Perryville is a town in Cecil County, Maryland, United States. As of the 2020 census, Perryville had a population of 4,391. The town is located near an exit for Interstate 95, on the north side of the outlet of the Susquehanna River.
==History==
Perryville was first settled by Europeans in 1622, when Edward Palmer was granted a patent for a settlement on what is now Garrett Island. During the 17th century, Lord Baltimore granted George Talbot 31,000 acre of land, which included the Perryville area. Before incorporation (1882), the settlement was known as Lower Ferry (circa 1695), Susquehanna (circa 18th century), and was finally named Perryville after Mary Perry, the wife of John Bateman.

During the Revolutionary War, Perryville served as a staging area for the Continental Army. Colonel John Rodgers (1728–1791), who operated the ferry and tavern in Perryville, raised the 5th Company of the Maryland Militia. This company became part of the famous Flying Camp and was instrumental during the early stages of the Revolutionary War. George Washington stopped frequently at Rodgers Tavern on his travels from Virginia to New York. Rodgers Tavern was listed on the National Register of Historic Places during 1972. Colonel Rodgers' son, John Rodgers, was instrumental in suppressing the Tripolitan pirates in the Mediterranean Sea and was subsequently promoted to Commodore of the Mediterranean Squadron. Commodore Rodgers served with distinction during the War of 1812 and is known as the "Father of the American Navy."

During the 19th century, Perryville was the midway station for the Wilmington to Baltimore Rail Line. During the American Civil War, the railway line between Perryville and Baltimore was destroyed. To transport troops and munitions to Annapolis, the Union Army again began the operation of the ferry across the Susquehanna. The Principio Furnace is located nearby and was listed on the National Register of Historic Places in 1972.

During the 20th century, it was an important destination for those going to the United States Naval Training Center Bainbridge, Maryland, about three miles up the road, now no longer functioning and sold by the Navy.

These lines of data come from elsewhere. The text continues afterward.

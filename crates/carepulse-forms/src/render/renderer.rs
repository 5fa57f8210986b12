//! Kind-dispatched field renderer

use std::collections::HashMap;

use crate::catalog::CALENDAR_ICON;
use crate::domain::{FieldBinding, FieldKind, FieldSpec, Icon, Widget};

use super::date_format::{format_datetime, DEFAULT_DATE_FORMAT};

/// Default country for the phone widget
pub const PHONE_DEFAULT_COUNTRY: &str = "IN";
pub const TIME_INPUT_LABEL: &str = "Time:";

type RenderFn = fn(&FieldSpec, &FieldBinding<'_>) -> Option<Widget>;

/// Maps each field kind to the handler that draws it
pub struct FieldRenderer {
    handlers: HashMap<FieldKind, RenderFn>,
}

impl FieldRenderer {
    pub fn new() -> Self {
        Self {
            handlers: FieldKind::ALL
                .into_iter()
                .map(|kind| (kind, handler_for(kind)))
                .collect(),
        }
    }

    /// Render the widget for a specification
    pub fn render(&self, spec: &FieldSpec, binding: &FieldBinding<'_>) -> Option<Widget> {
        self.render_kind(spec.kind, spec, binding)
    }

    /// Render by wire tag. Unknown tags render nothing.
    pub fn render_tag(&self, tag: &str, spec: &FieldSpec, binding: &FieldBinding<'_>) -> Option<Widget> {
        match FieldKind::from_tag(tag) {
            Some(kind) => self.render_kind(kind, spec, binding),
            None => {
                tracing::debug!(tag, field = binding.name, "unknown field tag, rendering nothing");
                None
            }
        }
    }

    fn render_kind(&self, kind: FieldKind, spec: &FieldSpec, binding: &FieldBinding<'_>) -> Option<Widget> {
        self.handlers.get(&kind).and_then(|handler| handler(spec, binding))
    }
}

impl Default for FieldRenderer {
    fn default() -> Self {
        Self::new()
    }
}

fn handler_for(kind: FieldKind) -> RenderFn {
    match kind {
        FieldKind::TextInput => render_text_input,
        FieldKind::PhoneInput => render_phone_input,
        FieldKind::DatePicker => render_date_picker,
        FieldKind::Select => render_select,
        FieldKind::TextArea => render_text_area,
        FieldKind::Checkbox => render_checkbox,
        FieldKind::Skeleton => render_skeleton,
    }
}

fn render_text_input(spec: &FieldSpec, binding: &FieldBinding<'_>) -> Option<Widget> {
    Some(Widget::TextInput {
        name: binding.name.to_string(),
        value: binding.value.text_or_empty(),
        placeholder: spec.placeholder.clone(),
        icon: spec.icon.clone(),
        disabled: spec.disabled,
    })
}

fn render_phone_input(spec: &FieldSpec, binding: &FieldBinding<'_>) -> Option<Widget> {
    Some(Widget::PhoneInput {
        name: binding.name.to_string(),
        value: binding.value.text_or_empty(),
        placeholder: spec.placeholder.clone(),
        default_country: PHONE_DEFAULT_COUNTRY.to_string(),
        international: true,
    })
}

fn render_date_picker(spec: &FieldSpec, binding: &FieldBinding<'_>) -> Option<Widget> {
    let format = spec
        .date_format
        .clone()
        .unwrap_or_else(|| DEFAULT_DATE_FORMAT.to_string());
    let selected = binding.value.as_datetime();

    Some(Widget::DatePicker {
        name: binding.name.to_string(),
        display: selected.and_then(|dt| format_datetime(&dt, &format)),
        selected,
        format,
        show_time: spec.show_time,
        time_label: TIME_INPUT_LABEL.to_string(),
        icon: Icon::new(CALENDAR_ICON, "calendar"),
    })
}

fn render_select(spec: &FieldSpec, binding: &FieldBinding<'_>) -> Option<Widget> {
    Some(Widget::Select {
        name: binding.name.to_string(),
        selected: binding
            .value
            .as_text()
            .filter(|v| !v.is_empty())
            .map(str::to_string),
        placeholder: spec.placeholder.clone(),
        options: spec.options.clone(),
    })
}

fn render_text_area(spec: &FieldSpec, binding: &FieldBinding<'_>) -> Option<Widget> {
    Some(Widget::TextArea {
        name: binding.name.to_string(),
        value: binding.value.text_or_empty(),
        placeholder: spec.placeholder.clone(),
        disabled: spec.disabled,
    })
}

fn render_checkbox(spec: &FieldSpec, binding: &FieldBinding<'_>) -> Option<Widget> {
    Some(Widget::Checkbox {
        name: binding.name.to_string(),
        checked: binding.value.as_bool().unwrap_or(false),
        label: spec.label.clone(),
    })
}

fn render_skeleton(spec: &FieldSpec, binding: &FieldBinding<'_>) -> Option<Widget> {
    spec.render.as_ref().map(|render| render(binding))
}

#[cfg(test)]
mod tests {
    use super::*;
    use crate::domain::{FieldValue, SelectOption};
    use chrono::NaiveDate;

    fn bind<'a>(name: &'a str, value: &'a FieldValue) -> FieldBinding<'a> {
        FieldBinding { name, value }
    }

    #[test]
    fn test_every_kind_has_a_handler() {
        let renderer = FieldRenderer::new();
        for kind in FieldKind::ALL {
            assert!(renderer.handlers.contains_key(&kind), "{kind}");
        }
    }

    #[test]
    fn test_text_input_substitutes_empty_string() {
        let renderer = FieldRenderer::new();
        let spec = FieldSpec::new(FieldKind::TextInput, "name")
            .placeholder("Roumodip Das")
            .icon(Icon::new("/assets/icons/user.svg", "user"));
        let widget = renderer.render(&spec, &bind("name", &FieldValue::Empty)).unwrap();

        match widget {
            Widget::TextInput { value, icon, placeholder, .. } => {
                assert_eq!(value, "");
                assert_eq!(icon.unwrap().src, "/assets/icons/user.svg");
                assert_eq!(placeholder.as_deref(), Some("Roumodip Das"));
            }
            other => panic!("unexpected widget {other:?}"),
        }
    }

    #[test]
    fn test_missing_placeholder_is_absent() {
        let renderer = FieldRenderer::new();
        let spec = FieldSpec::new(FieldKind::TextArea, "note");
        let widget = renderer.render(&spec, &bind("note", &FieldValue::Empty)).unwrap();
        assert!(matches!(widget, Widget::TextArea { placeholder: None, .. }));
    }

    #[test]
    fn test_date_picker_defaults_format() {
        let renderer = FieldRenderer::new();
        let spec = FieldSpec::new(FieldKind::DatePicker, "birthDate");
        let dt = NaiveDate::from_ymd_opt(1999, 12, 31).unwrap().and_hms_opt(0, 0, 0).unwrap();
        let value = FieldValue::DateTime(dt);
        let widget = renderer.render(&spec, &bind("birthDate", &value)).unwrap();

        match widget {
            Widget::DatePicker { format, display, show_time, icon, .. } => {
                assert_eq!(format, DEFAULT_DATE_FORMAT);
                assert_eq!(display.as_deref(), Some("12/31/1999"));
                assert!(!show_time);
                assert_eq!(icon.src, CALENDAR_ICON);
            }
            other => panic!("unexpected widget {other:?}"),
        }
    }

    #[test]
    fn test_date_picker_with_time() {
        let renderer = FieldRenderer::new();
        let spec = FieldSpec::new(FieldKind::DatePicker, "schedule")
            .show_time(true)
            .date_format("MM/dd/yyyy  -  h:mm aa");
        let dt = NaiveDate::from_ymd_opt(2024, 7, 1).unwrap().and_hms_opt(9, 30, 0).unwrap();
        let value = FieldValue::DateTime(dt);
        let widget = renderer.render(&spec, &bind("schedule", &value)).unwrap();
        assert!(matches!(widget, Widget::DatePicker { show_time: true, ref display, .. }
            if display.as_deref() == Some("07/01/2024  -  9:30 AM")));
    }

    #[test]
    fn test_select_shows_placeholder_when_unset() {
        let renderer = FieldRenderer::new();
        let spec = FieldSpec::new(FieldKind::Select, "primaryPhysician")
            .placeholder("Select a doctor")
            .options(vec![SelectOption::new("Aditi Das")]);
        let widget = renderer.render(&spec, &bind("primaryPhysician", &FieldValue::text(""))).unwrap();

        match widget {
            Widget::Select { selected, placeholder, options, .. } => {
                assert!(selected.is_none());
                assert_eq!(placeholder.as_deref(), Some("Select a doctor"));
                assert_eq!(options.len(), 1);
            }
            other => panic!("unexpected widget {other:?}"),
        }
    }

    #[test]
    fn test_checkbox_carries_inline_label() {
        let renderer = FieldRenderer::new();
        let spec = FieldSpec::new(FieldKind::Checkbox, "privacyConsent").label("I agree");
        let widget = renderer.render(&spec, &bind("privacyConsent", &FieldValue::Bool(true))).unwrap();
        assert_eq!(
            widget,
            Widget::Checkbox {
                name: "privacyConsent".into(),
                checked: true,
                label: Some("I agree".into()),
            }
        );
    }

    #[test]
    fn test_skeleton_delegates_to_callback() {
        let renderer = FieldRenderer::new();
        let spec = FieldSpec::new(FieldKind::Skeleton, "gender").render_with(|field| Widget::RadioGroup {
            name: field.name.to_string(),
            selected: field.value.as_text().map(str::to_string),
            options: vec!["male".into(), "female".into()],
        });
        let value = FieldValue::text("female");
        let widget = renderer.render(&spec, &bind("gender", &value)).unwrap();
        assert_eq!(widget.display_value(), "female");
    }

    #[test]
    fn test_skeleton_without_callback_renders_nothing() {
        let renderer = FieldRenderer::new();
        let spec = FieldSpec::new(FieldKind::Skeleton, "gender");
        assert!(renderer.render(&spec, &bind("gender", &FieldValue::Empty)).is_none());
    }

    #[test]
    fn test_unknown_tag_renders_nothing() {
        let renderer = FieldRenderer::new();
        let spec = FieldSpec::new(FieldKind::TextInput, "name");
        assert!(renderer.render_tag("slider", &spec, &bind("name", &FieldValue::Empty)).is_none());
    }

    #[test]
    fn test_known_tag_overrides_spec_kind() {
        let renderer = FieldRenderer::new();
        let spec = FieldSpec::new(FieldKind::TextInput, "phone");
        let widget = renderer
            .render_tag("phoneInput", &spec, &bind("phone", &FieldValue::text("+918966620102")))
            .unwrap();
        assert_eq!(widget.kind_name(), "phone_input");
    }
}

Perryville continued to serve as a railroad town. The interstate highway system, with access near Perryville, brought business from highway travelers.

Perryville is currently home to the Perry Point Veteran's Medical Center, located on a picturesque campus at the outlet of the Susquehanna River into the Chesapeake Bay. This same location is also the Northeast Campus of AmeriCorps National Civilian Community Corps, a residential national service program which recruits young Americans between the ages of 18 and 24 to perform community service in various locations in the country.

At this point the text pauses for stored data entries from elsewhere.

//! Submission controller
//!
//! One state machine shared by every form: `Editing` until a valid submit,
//! `Submitting` while the gateway call is in flight, then settled as
//! `Succeeded` or `Failed`. A second submit while one is in flight is
//! refused, so a double click cannot fire two gateway calls.

use parking_lot::Mutex;
use serde::Serialize;
use std::future::Future;
use std::sync::Arc;

use crate::error::FormsError;
use crate::form::FieldErrors;
use crate::ports::GatewayResult;

#[derive(Clone, Debug, Default, PartialEq, Eq, Serialize)]
#[serde(tag = "state", rename_all = "snake_case")]
pub enum SubmissionState {
    #[default]
    Editing,
    Submitting,
    Succeeded,
    Failed { reason: String },
}

/// Result of one submit attempt
#[derive(Clone, Debug, PartialEq)]
pub enum SubmitOutcome<R> {
    /// Schema rejected the form; nothing was sent
    Invalid(FieldErrors),
    /// A submission was already in flight
    Busy,
    /// The gateway returned a record
    Completed(R),
    /// Payload building or the gateway call failed
    Failed(String),
}

impl<R> SubmitOutcome<R> {
    pub fn is_completed(&self) -> bool {
        matches!(self, Self::Completed(_))
    }

    pub fn record(&self) -> Option<&R> {
        match self {
            Self::Completed(record) => Some(record),
            _ => None,
        }
    }
}

#[derive(Clone, Debug, Default)]
pub struct SubmissionController {
    state: Arc<Mutex<SubmissionState>>,
}

impl SubmissionController {
    pub fn new() -> Self {
        Self::default()
    }

    pub fn state(&self) -> SubmissionState {
        self.state.lock().clone()
    }

    /// Loading indicator shown and submit control disabled
    pub fn is_loading(&self) -> bool {
        *self.state.lock() == SubmissionState::Submitting
    }

    /// Back to editing after a settled submission
    pub fn acknowledge(&self) {
        let mut state = self.state.lock();
        if *state != SubmissionState::Submitting {
            *state = SubmissionState::Editing;
        }
    }

    /// Build the payload, call the gateway and settle.
    ///
    /// `operation` names the call in logs.
    pub async fn run<P, R, B, C, Fut>(&self, operation: &str, build: B, call: C) -> SubmitOutcome<R>
    where
        B: FnOnce() -> Result<P, FormsError>,
        C: FnOnce(P) -> Fut,
        Fut: Future<Output = GatewayResult<Option<R>>>,
    {
        let Some(mut guard) = self.begin() else {
            tracing::warn!(operation, "submission already in flight");
            return SubmitOutcome::Busy;
        };

        let payload = match build() {
            Ok(payload) => payload,
            Err(e) => {
                tracing::error!(operation, error = %e, "could not build payload");
                return guard.fail(e.to_string());
            }
        };

        tracing::info!(operation, "submitting");

        match call(payload).await {
            Ok(Some(record)) => {
                tracing::info!(operation, "submission succeeded");
                guard.succeed(record)
            }
            Ok(None) => {
                tracing::error!(operation, "gateway returned no record");
                guard.fail(format!("{} returned no record", operation))
            }
            Err(e) => {
                tracing::error!(operation, error = %e, "submission failed");
                guard.fail(e.to_string())
            }
        }
    }

    fn begin(&self) -> Option<InFlight<'_>> {
        let mut state = self.state.lock();
        if *state == SubmissionState::Submitting {
            return None;
        }
        *state = SubmissionState::Submitting;
        Some(InFlight {
            controller: self,
            settled: false,
        })
    }

    fn settle(&self, next: SubmissionState) {
        *self.state.lock() = next;
    }
}

/// Settles the controller; a dropped, unsettled submission returns to editing
struct InFlight<'a> {
    controller: &'a SubmissionController,
    settled: bool,
}

impl InFlight<'_> {
    fn succeed<R>(&mut self, record: R) -> SubmitOutcome<R> {
        self.settled = true;
        self.controller.settle(SubmissionState::Succeeded);
        SubmitOutcome::Completed(record)
    }

    fn fail<R>(&mut self, reason: String) -> SubmitOutcome<R> {
        self.settled = true;
        self.controller.settle(SubmissionState::Failed {
            reason: reason.clone(),
        });
        SubmitOutcome::Failed(reason)
    }
}

impl Drop for InFlight<'_> {
    fn drop(&mut self) {
        if !self.settled {
            self.controller.settle(SubmissionState::Editing);
        }
    }
}

#[cfg(test)]
mod tests {
    use super::*;
    use crate::ports::GatewayError;
    use tokio::sync::oneshot;

    #[tokio::test]
    async fn test_success_settles() {
        let controller = SubmissionController::new();
        let outcome = controller
            .run("createUser", || Ok(2), |n: i32| async move { Ok(Some(n * 21)) })
            .await;
        assert_eq!(outcome, SubmitOutcome::Completed(42));
        assert_eq!(controller.state(), SubmissionState::Succeeded);
        assert!(!controller.is_loading());
    }

    #[tokio::test]
    async fn test_falsy_result_fails() {
        let controller = SubmissionController::new();
        let outcome: SubmitOutcome<i32> = controller
            .run("createUser", || Ok(()), |_| async { Ok(None) })
            .await;
        assert!(matches!(outcome, SubmitOutcome::Failed(_)));
        assert!(matches!(controller.state(), SubmissionState::Failed { .. }));

        controller.acknowledge();
        assert_eq!(controller.state(), SubmissionState::Editing);
    }

    #[tokio::test]
    async fn test_gateway_error_fails() {
        let controller = SubmissionController::new();
        let outcome: SubmitOutcome<i32> = controller
            .run("registerPatient", || Ok(()), |_| async {
                Err(GatewayError::Connection("refused".into()))
            })
            .await;
        assert_eq!(outcome, SubmitOutcome::Failed("connection error: refused".into()));
    }

    #[tokio::test]
    async fn test_payload_error_skips_call() {
        let controller = SubmissionController::new();
        let calls = std::sync::atomic::AtomicUsize::new(0);
        let outcome: SubmitOutcome<i32> = controller
            .run(
                "createAppointment",
                || Err::<(), _>(FormsError::MissingContext("patient id".into())),
                |_| {
                    calls.fetch_add(1, std::sync::atomic::Ordering::SeqCst);
                    async { Ok(Some(1)) }
                },
            )
            .await;
        assert!(matches!(outcome, SubmitOutcome::Failed(_)));
        assert_eq!(calls.load(std::sync::atomic::Ordering::SeqCst), 0);
        assert!(matches!(controller.state(), SubmissionState::Failed { .. }));
    }

    #[tokio::test]
    async fn test_second_submit_while_in_flight_is_busy() {
        let controller = SubmissionController::new();
        let (tx, rx) = oneshot::channel::<()>();

        let first = {
            let controller = controller.clone();
            tokio::spawn(async move {
                controller
                    .run("createUser", || Ok(()), |_| async move {
                        rx.await.ok();
                        Ok(Some(1))
                    })
                    .await
            })
        };

        while !controller.is_loading() {
            tokio::task::yield_now().await;
        }

        let second: SubmitOutcome<i32> = controller
            .run("createUser", || Ok(()), |_| async { Ok(Some(2)) })
            .await;
        assert_eq!(second, SubmitOutcome::Busy);

        tx.send(()).unwrap();
        assert_eq!(first.await.unwrap(), SubmitOutcome::Completed(1));
        assert_eq!(controller.state(), SubmissionState::Succeeded);
    }

    #[tokio::test]
    async fn test_dropped_submission_returns_to_editing() {
        let controller = SubmissionController::new();
        {
            let fut = controller.run("createUser", || Ok(()), |_| async {
                std::future::pending::<GatewayResult<Option<i32>>>().await
            });
            tokio::pin!(fut);
            let polled = tokio::time::timeout(std::time::Duration::from_millis(10), &mut fut).await;
            assert!(polled.is_err());
            assert!(controller.is_loading());
        }
        assert_eq!(controller.state(), SubmissionState::Editing);
    }
}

Perryville is the northern terminus of the MARC Penn Line commuter rail service, which runs south to Washington, D.C. via Baltimore. The 1905-built station also serves as a railroad museum and an Amtrak maintenance facility.

Perryville is home to the largest linwood tree in Maryland, located at 50 Millcreek Road on an estate known formerly as the Anchorage. Perryville is also home to numerous historical sites including the Principio Furnace.

==Geography==
Perryville is located at (39.569662, −76.068725).

According to the United States Census Bureau, the town has a total area of 3.06 sqmi, of which 3.05 sqmi is land and 0.01 sqmi is water.

==Demographics==

Historical population
| Census | Pop. | Note | %± |
| 1880 | 143 |  | — |
| 1890 | 344 |  | 140.6% |
| 1900 | 770 |  | 123.8% |
| 1910 | 635 |  | −17.5% |
| 1920 | 652 |  | 2.7% |
| 1930 | 704 |  | 8.0% |
| 1940 | 729 |  | 3.6% |
| 1950 | 679 |  | −6.9% |
| 1960 | 674 |  | −0.7% |
| 1970 | 2,091 |  | 210.2% |
| 1980 | 2,018 |  | −3.5% |
| 1990 | 2,456 |  | 21.7% |
| 2000 | 3,672 |  | 49.5% |
| 2010 | 4,361 |  | 18.8% |
| 2020 | 4,391 |  | 0.7% |
U.S. Decennial Census

===2020 census===
As of the 2020 census, Perryville had a population of 4,391 people, with 1,851 households and 1,130 families. The population density was 1376.5 PD/sqmi, and there were 2,024 housing units at an average density of 634.5 /sqmi.

The median age was 41.8 years. 21.7% of residents were under the age of 18, and 16.8% were 65 years of age or older. For every 100 females, there were 100.9 males, and for every 100 females age 18 and over, there were 99.2 males.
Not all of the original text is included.